Lyda D. Newman, Inventor, and Suffragist born

Lyda D. Newman

*The birth of Lyda D. Newman is celebrated on this date in c. 1865. She was a Black inventor and advocate for women's suffrage.

Newman was born in Ohio, but spent most of her life living and working in Manhattan, New York City, in San Juan Hill. Records indicate that she may have mixed race as she interchangeably recorded her race as mulatto and black. Newman's primary occupation was hair care, as she listed "hair specialist" or "hairdresser" in various New York City Directories and Government Federal and New York City censuses. In addition to her work in New York City, Newman appears to have worked with hair in Newport, Rhode Island, during the summers. 

The Newport Daily News contains the following advertisement in its July 20, 1903, edition: "Lyda NEWMAN, OF NEW YORK. HAIR and SCALP SPECIALIST begs to announce that she has arrived for her ninth season in Newport and will be glad to receive calls from those desiring treatments. My original method of magnetic manipulation positively cures nervous exhaustion. Shampooing is a specialty. 56 BATH ROAD." 

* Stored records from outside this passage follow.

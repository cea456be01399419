//! Unified configuration for the structure extraction pipeline.
//!
//! Every heuristic multiplier used by line assembly, paragraph splitting and
//! header continuation lives here as a named field. The defaults are tuned for
//! `pdftohtml -xml` output, whose coordinates are integer pixels.

use serde::{Deserialize, Serialize};

/// Line tolerance used when a page has fewer than two fragments.
pub const DEFAULT_FALLBACK_TOLERANCE: f32 = 3.0;

/// Lower bound of any computed line tolerance.
pub const DEFAULT_MIN_TOLERANCE: f32 = 2.0;

/// Horizontal gap above which a space is inserted between fragments.
pub const DEFAULT_WORD_GAP: f32 = 3.0;

/// Paragraph break when the gap to the previous line exceeds this × font size.
pub const DEFAULT_PARAGRAPH_GAP_FACTOR: f32 = 0.6;

/// Same-level header lines closer than this × font size may be one title.
pub const DEFAULT_HEADER_GAP_FACTOR: f32 = 1.5;

/// Distance from the right edge beyond which a line counts as ending early.
pub const DEFAULT_LINE_FILL_SLACK: f32 = 80.0;

/// Font size assumed for lines whose font id cannot be resolved.
pub const DEFAULT_FONT_SIZE: f32 = 10.0;

/// Configuration for the per-page line tolerance estimate.
#[derive(Debug, Clone, Copy, PartialEq, Serialize, Deserialize)]
#[serde(default)]
pub struct ToleranceConfig {
    /// Tolerance for pages with fewer than two fragments.
    ///
    /// Default: 3.0
    pub fallback: f32,

    /// Minimum tolerance; also the floor of the no-jitter estimate.
    ///
    /// Default: 2.0
    pub min: f32,

    /// `top` differences below this ratio of the dominant height are jitter.
    /// Larger differences are real line breaks.
    ///
    /// Default: 0.5
    pub jitter_height_ratio: f32,

    /// Standard deviations of jitter added to its mean.
    ///
    /// Default: 2.0
    pub stdev_multiplier: f32,

    /// Upper clamp as a ratio of the dominant height.
    ///
    /// Default: 0.3
    pub max_height_ratio: f32,

    /// Tolerance as a ratio of the dominant height when no jitter was seen.
    ///
    /// Default: 0.1
    pub no_jitter_height_ratio: f32,
}

impl Default for ToleranceConfig {
    fn default() -> Self {
        Self {
            fallback: DEFAULT_FALLBACK_TOLERANCE,
            min: DEFAULT_MIN_TOLERANCE,
            jitter_height_ratio: 0.5,
            stdev_multiplier: 2.0,
            max_height_ratio: 0.3,
            no_jitter_height_ratio: 0.1,
        }
    }
}

/// Configuration for assembling fragments into lines.
#[derive(Debug, Clone, Copy, PartialEq, Serialize, Deserialize)]
#[serde(default)]
pub struct LineConfig {
    /// Horizontal gap (in page units) above which a space separates two
    /// fragments of the same line.
    ///
    /// Default: 3.0
    pub word_gap: f32,
}

impl Default for LineConfig {
    fn default() -> Self {
        Self {
            word_gap: DEFAULT_WORD_GAP,
        }
    }
}

/// Configuration for splitting body text into paragraphs.
#[derive(Debug, Clone, Copy, PartialEq, Serialize, Deserialize)]
#[serde(default)]
pub struct ParagraphConfig {
    /// A body line starts a new paragraph when its gap to the previous line
    /// exceeds this multiple of its font size. Useful range is 0.6 to 1.5.
    ///
    /// Default: 0.6
    pub gap_factor: f32,
}

impl Default for ParagraphConfig {
    fn default() -> Self {
        Self {
            gap_factor: DEFAULT_PARAGRAPH_GAP_FACTOR,
        }
    }
}

/// Configuration for the page line-spacing estimate (vertical merge limit).
#[derive(Debug, Clone, Copy, PartialEq, Serialize, Deserialize)]
#[serde(default)]
pub struct LineSpacingConfig {
    /// Limit used when a page has fewer than two lines or no usable gaps.
    ///
    /// Default: 5.0
    pub fallback: f32,

    /// Gaps at or above this are section breaks and ignored.
    ///
    /// Default: 50.0
    pub max_gap: f32,

    /// Standard deviations added to the dominant gap.
    ///
    /// Default: 0.5
    pub stdev_factor: f32,

    /// Buffer added when only a single gap was measured.
    ///
    /// Default: 2.0
    pub single_gap_buffer: f32,
}

impl Default for LineSpacingConfig {
    fn default() -> Self {
        Self {
            fallback: 5.0,
            max_gap: 50.0,
            stdev_factor: 0.5,
            single_gap_buffer: 2.0,
        }
    }
}

/// Configuration for deciding whether a header line continues the previous one.
#[derive(Debug, Clone, Copy, PartialEq, Serialize, Deserialize)]
#[serde(default)]
pub struct ContinuationConfig {
    /// The continuation policy to use.
    pub strategy: ContinuationStrategyType,

    /// Same-level header lines whose gap is below this × font size are close
    /// enough to be one wrapped title.
    ///
    /// Default: 1.5
    pub gap_factor: f32,

    /// A previous line whose right edge is further than this from the page's
    /// right edge ended early, so the next line is a new entry.
    ///
    /// Default: 80.0
    pub line_fill_slack: f32,

    /// Page line-spacing estimate used by [`ContinuationStrategyType::LineFill`].
    pub line_spacing: LineSpacingConfig,
}

impl Default for ContinuationConfig {
    fn default() -> Self {
        Self {
            strategy: ContinuationStrategyType::default(),
            gap_factor: DEFAULT_HEADER_GAP_FACTOR,
            line_fill_slack: DEFAULT_LINE_FILL_SLACK,
            line_spacing: LineSpacingConfig::default(),
        }
    }
}

/// Available header continuation policies.
#[derive(Debug, Clone, Copy, PartialEq, Eq, Default, Serialize, Deserialize)]
pub enum ContinuationStrategyType {
    /// Every consecutive line of the same header level is one header.
    ///
    /// Merges table-of-contents entries into a single title; only suitable
    /// for documents without lists of same-level headings.
    SameLevel,

    /// Same-level lines continue when the vertical gap is small.
    Gap,

    /// Same-level lines continue when the gap is small and the previous line
    /// either ran to the right margin or ended with a hyphen.
    ///
    /// Separates wrapped titles from consecutive short entries.
    #[default]
    LineFill,
}

/// Complete configuration for structure extraction.
#[derive(Debug, Clone, PartialEq, Serialize, Deserialize)]
#[serde(default)]
pub struct StructureConfig {
    /// Line tolerance estimate
    pub tolerance: ToleranceConfig,

    /// Line assembly
    pub line: LineConfig,

    /// Paragraph splitting
    pub paragraph: ParagraphConfig,

    /// Header continuation
    pub continuation: ContinuationConfig,

    /// Font size for lines with an unresolvable font id.
    ///
    /// Default: 10.0
    pub default_font_size: f32,
}

impl Default for StructureConfig {
    fn default() -> Self {
        Self::new()
    }
}

impl StructureConfig {
    /// Create the default configuration.
    pub fn new() -> Self {
        Self {
            tolerance: ToleranceConfig::default(),
            line: LineConfig::default(),
            paragraph: ParagraphConfig::default(),
            continuation: ContinuationConfig::default(),
            default_font_size: DEFAULT_FONT_SIZE,
        }
    }

    /// Set the header continuation policy.
    ///
    /// # Examples
    ///
    /// ```
    /// use pdf_sections::pipeline::config::{ContinuationStrategyType, StructureConfig};
    ///
    /// let config = StructureConfig::new().with_continuation(ContinuationStrategyType::Gap);
    /// assert_eq!(config.continuation.strategy, ContinuationStrategyType::Gap);
    /// ```
    pub fn with_continuation(mut self, strategy: ContinuationStrategyType) -> Self {
        self.continuation.strategy = strategy;
        self
    }

    /// Set the paragraph gap factor.
    pub fn with_paragraph_gap_factor(mut self, factor: f32) -> Self {
        self.paragraph.gap_factor = factor;
        self
    }

    /// Set the word gap used when joining fragments of a line.
    pub fn with_word_gap(mut self, gap: f32) -> Self {
        self.line.word_gap = gap;
        self
    }

    /// Set the font size assumed for unresolvable font ids.
    pub fn with_default_font_size(mut self, size: f32) -> Self {
        self.default_font_size = size;
        self
    }
}
//! Font tables.
//!
//! The upstream extractor reports each text run with a font id; the font
//! table resolves that id to its size, family and color. Only the size takes
//! part in role classification, but the full spec is kept for consumers.

pub mod font_table;

pub use font_table::{FontLookup, FontSpec, FontSpecRecord, FontTable};
//! Layout analysis for positioned text fragments.
//!
//! This module turns a page's loose fragments into ordered visual lines and
//! decides, across the whole document, which font sizes are body text and
//! which are heading levels:
//! - Fragment validation (malformed upstream records are skipped)
//! - Adaptive line tolerance from fragment heights
//! - Single-sweep line grouping with run-aware spacing
//! - Character-volume font role classification

pub mod font_roles;
pub mod fragment;
pub mod line;
pub mod stats;
pub mod tolerance;

// Re-export main types
pub use font_roles::{FontRoleClassifier, Role, RoleMap};
pub use fragment::{collect_fragments, Fragment, FragmentRecord};
pub use line::{group_into_lines, reconstruct_lines, Line};
pub use tolerance::{estimate_line_spacing, estimate_tolerance};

In the late 1800s, Newman invented a hairbrush that could be taken apart easily for cleaning from the back. The U.S. Patent 614,335 was granted on November 15, 1898. The hairbrush she invented is described in her patent as "simple and durable in construction" and "very effective when in use." She was an active community member and organizer for women's suffrage in the early 20th century. She spent her time canvassing neighborhoods in New York City, hosted street meetings to educate passing people, and supported the Woman Suffrage Party; Newman started the Negro Suffrage Headquarters in Manhattan.

On August 29, 1915, the New York Times noted under "Suffrage Centre for Negroes", "The Woman Suffrage Party is to open a suffrage headquarters for colored people at 207 West Sixty-third Street on Wednesday. Miss Lyda Newman is doing excellent work for suffrage among her people. The headquarters will be gayly decorated with suffrage posters, flags, and streamers. Many colored women have been asked to play hostess at the new headquarters while Miss Newman goes canvassing among voters in the neighborhood (sic)." 

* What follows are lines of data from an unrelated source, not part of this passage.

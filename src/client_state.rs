//! Per-connection bookkeeping.
//!
//! Holds the subscription maps, client-advertised channels and parameter
//! subscriptions of a single connection. The subscription map and its inverse
//! are kept mutually consistent here; a connection holds at most one
//! subscription per channel.

use std::collections::{HashMap, HashSet};

use crate::protocol_types::{ChannelId, ClientChannel, ClientChannelId, SubscriptionId};

#[derive(Debug, Default)]
pub(crate) struct ClientState {
    subscriptions: HashMap<SubscriptionId, ChannelId>,
    subscriptions_by_channel: HashMap<ChannelId, SubscriptionId>,
    advertisements: HashMap<ClientChannelId, ClientChannel>,
    subscribed_params: HashSet<String>,
}

impl ClientState {
    pub(crate) fn has_subscription_id(&self, sub_id: SubscriptionId) -> bool {
        self.subscriptions.contains_key(&sub_id)
    }

    pub(crate) fn subscription_for_channel(&self, chan_id: ChannelId) -> Option<SubscriptionId> {
        self.subscriptions_by_channel.get(&chan_id).copied()
    }

    /// Records a subscription. Returns false if this connection already
    /// subscribes to the channel; the existing subscription stays active.
    pub(crate) fn add_subscription(&mut self, sub_id: SubscriptionId, chan_id: ChannelId) -> bool {
        if self.subscriptions_by_channel.contains_key(&chan_id) {
            return false;
        }
        self.subscriptions.insert(sub_id, chan_id);
        self.subscriptions_by_channel.insert(chan_id, sub_id);
        true
    }

    /// Removes a subscription by the client-chosen id, returning the channel
    /// it pointed at, or None if the id was not active.
    pub(crate) fn remove_subscription(&mut self, sub_id: SubscriptionId) -> Option<ChannelId> {
        let chan_id = self.subscriptions.remove(&sub_id)?;
        self.subscriptions_by_channel.remove(&chan_id);
        Some(chan_id)
    }

    /// Clears any subscription on a channel the server is removing. No
    /// unsubscribe bookkeeping happens; removal is server driven.
    pub(crate) fn remove_channel(&mut self, chan_id: ChannelId) {
        if let Some(sub_id) = self.subscriptions_by_channel.remove(&chan_id) {
            self.subscriptions.remove(&sub_id);
        }
    }

    pub(crate) fn subscribed_channels(&self) -> impl Iterator<Item = ChannelId> + '_ {
        self.subscriptions_by_channel.keys().copied()
    }

    /// Records a client-advertised channel. Returns false on a duplicate id.
    pub(crate) fn add_client_channel(&mut self, channel: ClientChannel) -> bool {
        if self.advertisements.contains_key(&channel.id) {
            return false;
        }
        self.advertisements.insert(channel.id, channel);
        true
    }

    pub(crate) fn remove_client_channel(&mut self, chan_id: ClientChannelId) -> bool {
        self.advertisements.remove(&chan_id).is_some()
    }

    pub(crate) fn has_client_channel(&self, chan_id: ClientChannelId) -> bool {
        self.advertisements.contains_key(&chan_id)
    }

    pub(crate) fn subscribe_params(&mut self, names: impl IntoIterator<Item = String>) {
        self.subscribed_params.extend(names);
    }

    pub(crate) fn unsubscribe_params<'a>(&mut self, names: impl IntoIterator<Item = &'a String>) {
        for name in names {
            self.subscribed_params.remove(name);
        }
    }

    pub(crate) fn is_subscribed_to_param(&self, name: &str) -> bool {
        self.subscribed_params.contains(name)
    }

    pub(crate) fn subscribed_params(&self) -> &HashSet<String> {
        &self.subscribed_params
    }
}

On September 2, 1915, the New York Times followed up with a second news blurb under "Negro Suffrage Headquarters," "Headquarters for the work of the negro suffragists were opened at 207 West Sixty-third Street last evening with a big open-air meeting outside the building. Miss Lyda D. Newman oversees the work and will continue canvassing and organizing street meetings through the thirteenth Assembly District until election day. Dr. Mary Halton and Miss Portia Willis were among the speakers last evening. Sixty-third Street was opened yesterday as a play street with no traffic from 3 to 9 P.M., and mothers are invited to the headquarters and watch their children play from the windows (sic)."

In 1917, Lyda Newman was listed on the 51st election district for New York City voter list as a registered voter. There is no information regarding her exact dates of birth or death.